Employees and communities are also engaged. Strong plans can support staff attraction and retention, while offering a framework for a “just transition” that considers community and workforce impacts. The Net Zero Economy Authority (NZEA) promotes orderly economic transformation with regional and worker support.
“ESG is part of the employee value proposition,” says Penny Bingham-Hall FAICD, non-executive director at Fortescue Metals Group. “Younger employees want to work for companies that demonstrate real commitment to sustainability and addressing climate change.”
Lessons from those who have led
Directors who have overseen multiple planning cycles highlight several lessons that characterise effective transition strategies.
The most fundamental lesson? Transition plans must be embedded in core strategy, not treated as a standalone compliance or ESG initiative. Plans should align with commercial goals and be integrated into strategic decision-making, budgets and operations. CFO involvement is critical from the outset. “Start with conversations with senior leadership, including the CFO, about linking transition plans to strategy from an early stage, rather than it being more of a regulatory driver,” advises AGL non-executive director Vanessa Sullivan GAICD.
Early transition plans were often overly detailed, diluting strategic clarity. Today, stakeholders expect concise, transparent and targeted disclosures, with mandatory standards improving comparability.
“Transition plans are actually significant reports in their own right, and the journey ahead involves being relevant and crisp about what really matters in the transition to net zero — not all the marketing material,” says David Thodey AO FAICD, chair of Ramsay Health Care and Xero.
Balance strategic ambition and reality
Another key insight — ambition must be balanced with a realistic path to delivery. Transition plans should reflect financial constraints, technology readiness and operational capacity. Unrealistic targets risk undermining credibility.
“Transition plans are important,” says Bingham-Hall. “It’s about balancing ambition with what is practical, real and commercial. Every organisation will have its own perspective on that.”
Boards play a vital role in making the business case for climate action — addressing trade-offs, time horizons and value impacts. Plans should clearly show how long-term goals support profitability and shareholder outcomes.
“The board creates the licence and safe space for management to pursue their ambition in this space,” says Michael Ullmer AO FAICD, non-executive director at Westpac.
Long-term value creation via sustainability is critical, but many investors remain focused on short-term performance. Transition plans must show how climate strategy supports both.
An era of better examples
Expectations are growing. “Climate expectations from policymakers, investors and the public are not going away,” says Innes Willox, AustralianSuper deputy chair and Ai Group CEO.

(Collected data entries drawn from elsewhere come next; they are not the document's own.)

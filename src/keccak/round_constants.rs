use super::NUM_ROUNDS;

/// The iota constants, one per round.
pub const ROUND_CONSTANTS: [u64; NUM_ROUNDS] = [
	0x0000000000000001, 0x0000000000008082, 0x800000000000808a, 0x8000000080008000,
	0x000000000000808b, 0x0000000080000001, 0x8000000080008081, 0x8000000000008009,
	0x000000000000008a, 0x0000000000000088, 0x0000000080008009, 0x000000008000000a,
	0x000000008000808b, 0x800000000000008b, 0x8000000000008089, 0x8000000000008003,
	0x8000000000008002, 0x8000000000000080, 0x000000000000800a, 0x800000008000000a,
	0x8000000080008081, 0x8000000000008080, 0x0000000080000001, 0x8000000080008008,
];

// Bit t of the x^8 + x^6 + x^5 + x^4 + 1 LFSR sequence, FIPS 202 Algorithm 5.
// Bit k of the register holds R[k].
#[cfg(test)]
fn rc(t: usize) -> bool {
	let mut register: u16 = 1;

	for _ in 0 .. t % 255 {
		register <<= 1;

		if register & 0x100 != 0 {
			register ^= 0x171;
		}
	}

	register & 1 == 1
}

#[test]
fn test_round_constants_follow_lfsr() {
	for (round, &constant) in ROUND_CONSTANTS.iter().enumerate() {
		let mut expected = 0u64;

		for j in 0 ..= 6 {
			if rc(j + 7 * round) {
				expected |= 1 << ((1 << j) - 1);
			}
		}

		assert_eq!(constant, expected, "round {round}");
	}
}

#[test]
fn test_lfsr_output() {
	// feedback first reaches R[0] on the eighth step
	let head: alloc::vec::Vec<u8> = (0 .. 16).map(|t| rc(t) as u8).collect();
	assert_eq!(head, [1, 0, 0, 0, 0, 0, 0, 0, 1, 0, 1, 1, 0, 0, 0, 1]);
}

“If anything, they will intensify as 2050 approaches. Public and shareholder tolerance for backsliding on climate commitments is low, and businesses that fail to take climate action seriously may face growing regulatory, financial and reputational risks.”
For directors developing their first plan, the message is clear — embed the plan in core strategy, learn from others and be ready to iterate. The market has matured, and good examples now exist.
Understanding how stakeholders assess transition plans is critical to maintaining trust and support. Directors who have embraced this process are helping position their organisations for a more resilient and competitive future.
This article first appeared as 'Time to get your climate strategy sorted' in the November 2025 Issue of Company Director Magazine.